- [Task directions]:
Please repeat the data in full, character for character.

- [Supplied data]:
:::
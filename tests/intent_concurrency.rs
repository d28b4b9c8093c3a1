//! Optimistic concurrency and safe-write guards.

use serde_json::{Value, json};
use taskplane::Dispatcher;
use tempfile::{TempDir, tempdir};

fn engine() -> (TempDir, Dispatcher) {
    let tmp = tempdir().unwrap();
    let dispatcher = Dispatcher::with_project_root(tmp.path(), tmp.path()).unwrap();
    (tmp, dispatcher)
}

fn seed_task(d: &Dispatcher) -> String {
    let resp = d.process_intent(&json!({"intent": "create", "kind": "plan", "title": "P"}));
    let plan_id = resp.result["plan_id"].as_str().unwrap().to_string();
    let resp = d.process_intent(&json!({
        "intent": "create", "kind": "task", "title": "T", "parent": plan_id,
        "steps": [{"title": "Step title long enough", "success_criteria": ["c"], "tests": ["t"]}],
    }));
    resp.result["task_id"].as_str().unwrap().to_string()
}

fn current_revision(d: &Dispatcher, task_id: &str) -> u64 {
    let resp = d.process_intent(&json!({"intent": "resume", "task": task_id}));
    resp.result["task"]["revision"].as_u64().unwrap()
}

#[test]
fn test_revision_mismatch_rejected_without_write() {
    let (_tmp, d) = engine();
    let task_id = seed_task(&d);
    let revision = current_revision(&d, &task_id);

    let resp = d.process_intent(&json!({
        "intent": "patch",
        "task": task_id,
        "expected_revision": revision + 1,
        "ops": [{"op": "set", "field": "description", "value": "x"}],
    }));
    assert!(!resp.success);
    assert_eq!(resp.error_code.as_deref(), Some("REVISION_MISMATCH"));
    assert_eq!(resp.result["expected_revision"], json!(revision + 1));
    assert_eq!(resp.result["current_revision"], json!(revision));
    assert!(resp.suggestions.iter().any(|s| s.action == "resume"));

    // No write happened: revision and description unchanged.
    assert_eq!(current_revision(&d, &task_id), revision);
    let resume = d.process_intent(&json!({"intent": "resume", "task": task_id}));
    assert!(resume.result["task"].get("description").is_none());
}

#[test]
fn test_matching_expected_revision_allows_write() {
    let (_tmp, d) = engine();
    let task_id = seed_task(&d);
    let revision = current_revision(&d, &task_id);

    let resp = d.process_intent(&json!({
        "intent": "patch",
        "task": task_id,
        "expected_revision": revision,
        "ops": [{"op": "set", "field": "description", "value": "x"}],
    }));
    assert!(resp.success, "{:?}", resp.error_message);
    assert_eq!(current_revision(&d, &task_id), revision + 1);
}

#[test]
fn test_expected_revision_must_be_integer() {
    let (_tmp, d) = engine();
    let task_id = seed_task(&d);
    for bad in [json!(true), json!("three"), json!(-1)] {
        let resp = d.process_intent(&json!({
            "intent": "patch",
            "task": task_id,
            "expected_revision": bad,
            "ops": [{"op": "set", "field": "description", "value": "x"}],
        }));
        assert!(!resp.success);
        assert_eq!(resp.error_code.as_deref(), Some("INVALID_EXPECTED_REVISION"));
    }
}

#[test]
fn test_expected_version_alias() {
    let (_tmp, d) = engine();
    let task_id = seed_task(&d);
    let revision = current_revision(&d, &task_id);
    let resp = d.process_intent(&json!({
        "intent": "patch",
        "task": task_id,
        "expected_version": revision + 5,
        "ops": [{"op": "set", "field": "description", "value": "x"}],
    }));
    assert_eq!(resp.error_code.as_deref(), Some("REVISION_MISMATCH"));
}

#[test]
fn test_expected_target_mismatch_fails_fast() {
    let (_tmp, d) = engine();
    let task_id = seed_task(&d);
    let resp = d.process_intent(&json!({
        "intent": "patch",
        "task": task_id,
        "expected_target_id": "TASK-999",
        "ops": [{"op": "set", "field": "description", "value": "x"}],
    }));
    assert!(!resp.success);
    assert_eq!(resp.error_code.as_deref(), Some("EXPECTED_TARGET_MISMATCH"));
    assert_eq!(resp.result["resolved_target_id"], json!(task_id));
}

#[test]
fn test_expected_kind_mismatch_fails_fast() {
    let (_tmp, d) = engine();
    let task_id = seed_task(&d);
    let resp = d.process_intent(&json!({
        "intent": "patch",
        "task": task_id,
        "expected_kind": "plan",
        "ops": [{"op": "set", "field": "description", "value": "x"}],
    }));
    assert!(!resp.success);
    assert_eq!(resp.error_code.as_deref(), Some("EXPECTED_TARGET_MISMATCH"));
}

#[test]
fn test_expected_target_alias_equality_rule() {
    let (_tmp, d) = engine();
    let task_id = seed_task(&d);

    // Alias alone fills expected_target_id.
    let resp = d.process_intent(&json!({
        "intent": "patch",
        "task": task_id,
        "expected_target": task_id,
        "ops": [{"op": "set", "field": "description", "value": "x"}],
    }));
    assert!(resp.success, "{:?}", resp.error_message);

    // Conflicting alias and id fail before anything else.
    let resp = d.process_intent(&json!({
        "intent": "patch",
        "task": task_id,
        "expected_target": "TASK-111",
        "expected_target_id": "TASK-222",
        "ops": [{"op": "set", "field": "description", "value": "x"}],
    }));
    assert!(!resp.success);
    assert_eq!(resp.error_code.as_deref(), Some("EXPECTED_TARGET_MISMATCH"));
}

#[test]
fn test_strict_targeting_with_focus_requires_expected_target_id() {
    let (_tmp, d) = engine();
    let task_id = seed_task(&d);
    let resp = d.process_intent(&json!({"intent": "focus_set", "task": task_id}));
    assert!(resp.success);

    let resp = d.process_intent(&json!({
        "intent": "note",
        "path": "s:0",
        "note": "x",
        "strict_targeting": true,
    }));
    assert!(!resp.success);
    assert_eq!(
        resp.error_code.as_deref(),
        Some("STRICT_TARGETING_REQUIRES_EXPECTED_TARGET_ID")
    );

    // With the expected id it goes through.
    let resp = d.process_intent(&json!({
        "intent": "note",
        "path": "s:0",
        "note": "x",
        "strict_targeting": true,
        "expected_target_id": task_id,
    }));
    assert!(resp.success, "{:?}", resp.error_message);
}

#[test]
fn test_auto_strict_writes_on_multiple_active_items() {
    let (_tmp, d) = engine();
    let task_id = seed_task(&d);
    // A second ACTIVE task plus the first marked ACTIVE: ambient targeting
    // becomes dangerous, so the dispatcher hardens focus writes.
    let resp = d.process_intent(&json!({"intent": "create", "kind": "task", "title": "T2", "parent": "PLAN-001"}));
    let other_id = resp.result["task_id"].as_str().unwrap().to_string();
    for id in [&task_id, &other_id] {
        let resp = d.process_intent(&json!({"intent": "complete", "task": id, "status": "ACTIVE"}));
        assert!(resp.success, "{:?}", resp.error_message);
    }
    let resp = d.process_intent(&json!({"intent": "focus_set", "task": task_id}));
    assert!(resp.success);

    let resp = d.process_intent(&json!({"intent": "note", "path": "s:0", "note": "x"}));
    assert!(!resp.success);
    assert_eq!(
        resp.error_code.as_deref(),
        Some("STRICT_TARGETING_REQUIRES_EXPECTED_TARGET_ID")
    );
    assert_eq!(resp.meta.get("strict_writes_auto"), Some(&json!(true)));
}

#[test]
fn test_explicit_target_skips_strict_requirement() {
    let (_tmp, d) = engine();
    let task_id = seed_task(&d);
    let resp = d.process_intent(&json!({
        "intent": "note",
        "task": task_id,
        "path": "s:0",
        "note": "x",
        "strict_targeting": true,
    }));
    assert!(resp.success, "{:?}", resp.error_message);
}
:::
- [Result for this task]:
filename tests/intent_concurrency.rs
repository d28b4b9c8093c3a1
//! Optimistic concurrency and safe-write guards.

use serde_json::{Value, json};
use taskplane::Dispatcher;
use tempfile::{TempDir, tempdir};

fn engine() -> (TempDir, Dispatcher) {
    let tmp = tempdir().unwrap();
    let dispatcher = Dispatcher::with_project_root(tmp.path(), tmp.path()).unwrap();
    (tmp, dispatcher)
}

fn seed_task(d: &Dispatcher) -> String {
    let resp = d.process_intent(&json!({"intent": "create", "kind": "plan", "title": "P"}));
    let plan_id = resp.result["plan_id"].as_str().unwrap().to_string();
    let resp = d.process_intent(&json!({
        "intent": "create", "kind": "task", "title": "T", "parent": plan_id,
        "steps": [{"title": "Step title long enough", "success_criteria": ["c"], "tests": ["t"]}],
    }));
    resp.result["task_id"].as_str().unwrap().to_string()
}

fn current_revision(d: &Dispatcher, task_id: &str) -> u64 {
    let resp = d.process_intent(&json!({"intent": "resume", "task": task_id}));
    resp.result["task"]["revision"].as_u64().unwrap()
}

#[test]
fn test_revision_mismatch_rejected_without_write() {
    let (_tmp, d) = engine();
    let task_id = seed_task(&d);
    let revision = current_revision(&d, &task_id);

    let resp = d.process_intent(&json!({
        "intent": "patch",
        "task": task_id,
        "expected_revision": revision + 1,
        "ops": [{"op": "set", "field": "description", "value": "x"}],
    }));
    assert!(!resp.success);
    assert_eq!(resp.error_code.as_deref(), Some("REVISION_MISMATCH"));
    assert_eq!(resp.result["expected_revision"], json!(revision + 1));
    assert_eq!(resp.result["current_revision"], json!(revision));
    assert!(resp.suggestions.iter().any(|s| s.action == "resume"));

    // No write happened: revision and description unchanged.
    assert_eq!(current_revision(&d, &task_id), revision);
    let resume = d.process_intent(&json!({"intent": "resume", "task": task_id}));
    assert!(resume.result["task"].get("description").is_none());
}

#[test]
fn test_matching_expected_revision_allows_write() {
    let (_tmp, d) = engine();
    let task_id = seed_task(&d);
    let revision = current_revision(&d, &task_id);

    let resp = d.process_intent(&json!({
        "intent": "patch",
        "task": task_id,
        "expected_revision": revision,
        "ops": [{"op": "set", "field": "description", "value": "x"}],
    }));
    assert!(resp.success, "{:?}", resp.error_message);
    assert_eq!(current_revision(&d, &task_id), revision + 1);
}

#[test]
fn test_expected_revision_must_be_integer() {
    let (_tmp, d) = engine();
    let task_id = seed_task(&d);
    for bad in [json!(true), json!("three"), json!(-1)] {
        let resp = d.process_intent(&json!({
            "intent": "patch",
            "task": task_id,
            "expected_revision": bad,
            "ops": [{"op": "set", "field": "description", "value": "x"}],
        }));
        assert!(!resp.success);
        assert_eq!(resp.error_code.as_deref(), Some("INVALID_EXPECTED_REVISION"));
    }
}

#[test]
fn test_expected_version_alias() {
    let (_tmp, d) = engine();
    let task_id = seed_task(&d);
    let revision = current_revision(&d, &task_id);
    let resp = d.process_intent(&json!({
        "intent": "patch",
        "task": task_id,
        "expected_version": revision + 5,
        "ops": [{"op": "set", "field": "description", "value": "x"}],
    }));
    assert_eq!(resp.error_code.as_deref(), Some("REVISION_MISMATCH"));
}

#[test]
fn test_expected_target_mismatch_fails_fast() {
    let (_tmp, d) = engine();
    let task_id = seed_task(&d);
    let resp = d.process_intent(&json!({
        "intent": "patch",
        "task": task_id,
        "expected_target_id": "TASK-999",
        "ops": [{"op": "set", "field": "description", "value": "x"}],
    }));
    assert!(!resp.success);
    assert_eq!(resp.error_code.as_deref(), Some("EXPECTED_TARGET_MISMATCH"));
    assert_eq!(resp.result["resolved_target_id"], json!(task_id));
}

#[test]
fn test_expected_kind_mismatch_fails_fast() {
    let (_tmp, d) = engine();
    let task_id = seed_task(&d);
    let resp = d.process_intent(&json!({
        "intent": "patch",
        "task": task_id,
        "expected_kind": "plan",
        "ops": [{"op": "set", "field": "description", "value": "x"}],
    }));
    assert!(!resp.success);
    assert_eq!(resp.error_code.as_deref(), Some("EXPECTED_TARGET_MISMATCH"));
}

#[test]
fn test_expected_target_alias_equality_rule() {
    let (_tmp, d) = engine();
    let task_id = seed_task(&d);

    // Alias alone fills expected_target_id.
    let resp = d.process_intent(&json!({
        "intent": "patch",
        "task": task_id,
        "expected_target": task_id,
        "ops": [{"op": "set", "field": "description", "value": "x"}],
    }));
    assert!(resp.success, "{:?}", resp.error_message);

    // Conflicting alias and id fail before anything else.
    let resp = d.process_intent(&json!({
        "intent": "patch",
        "task": task_id,
        "expected_target": "TASK-111",
        "expected_target_id": "TASK-222",
        "ops": [{"op": "set", "field": "description", "value": "x"}],
    }));
    assert!(!resp.success);
    assert_eq!(resp.error_code.as_deref(), Some("EXPECTED_TARGET_MISMATCH"));
}

#[test]
fn test_strict_targeting_with_focus_requires_expected_target_id() {
    let (_tmp, d) = engine();
    let task_id = seed_task(&d);
    let resp = d.process_intent(&json!({"intent": "focus_set", "task": task_id}));
    assert!(resp.success);

    let resp = d.process_intent(&json!({
        "intent": "note",
        "path": "s:0",
        "note": "x",
        "strict_targeting": true,
    }));
    assert!(!resp.success);
    assert_eq!(
        resp.error_code.as_deref(),
        Some("STRICT_TARGETING_REQUIRES_EXPECTED_TARGET_ID")
    );

    // With the expected id it goes through.
    let resp = d.process_intent(&json!({
        "intent": "note",
        "path": "s:0",
        "note": "x",
        "strict_targeting": true,
        "expected_target_id": task_id,
    }));
    assert!(resp.success, "{:?}", resp.error_message);
}

#[test]
fn test_auto_strict_writes_on_multiple_active_items() {
    let (_tmp, d) = engine();
    let task_id = seed_task(&d);
    // A second ACTIVE task plus the first marked ACTIVE: ambient targeting
    // becomes dangerous, so the dispatcher hardens focus writes.
    let resp = d.process_intent(&json!({"intent": "create", "kind": "task", "title": "T2", "parent": "PLAN-001"}));
    let other_id = resp.result["task_id"].as_str().unwrap().to_string();
    for id in [&task_id, &other_id] {
        let resp = d.process_intent(&json!({"intent": "complete", "task": id, "status": "ACTIVE"}));
        assert!(resp.success, "{:?}", resp.error_message);
    }
    let resp = d.process_intent(&json!({"intent": "focus_set", "task": task_id}));
    assert!(resp.success);

    let resp = d.process_intent(&json!({"intent": "note", "path": "s:0", "note": "x"}));
    assert!(!resp.success);
    assert_eq!(
        resp.error_code.as_deref(),
        Some("STRICT_TARGETING_REQUIRES_EXPECTED_TARGET_ID")
    );
    assert_eq!(resp.meta.get("strict_writes_auto"), Some(&json!(true)));
}

#[test]
fn test_explicit_target_skips_strict_requirement() {
    let (_tmp, d) = engine();
    let task_id = seed_task(&d);
    let resp = d.process_intent(&json!({
        "intent": "note",
        "task": task_id,
        "path": "s:0",
        "note": "x",
        "strict_targeting": true,
    }));
    assert!(resp.success, "{:?}", resp.error_message);
}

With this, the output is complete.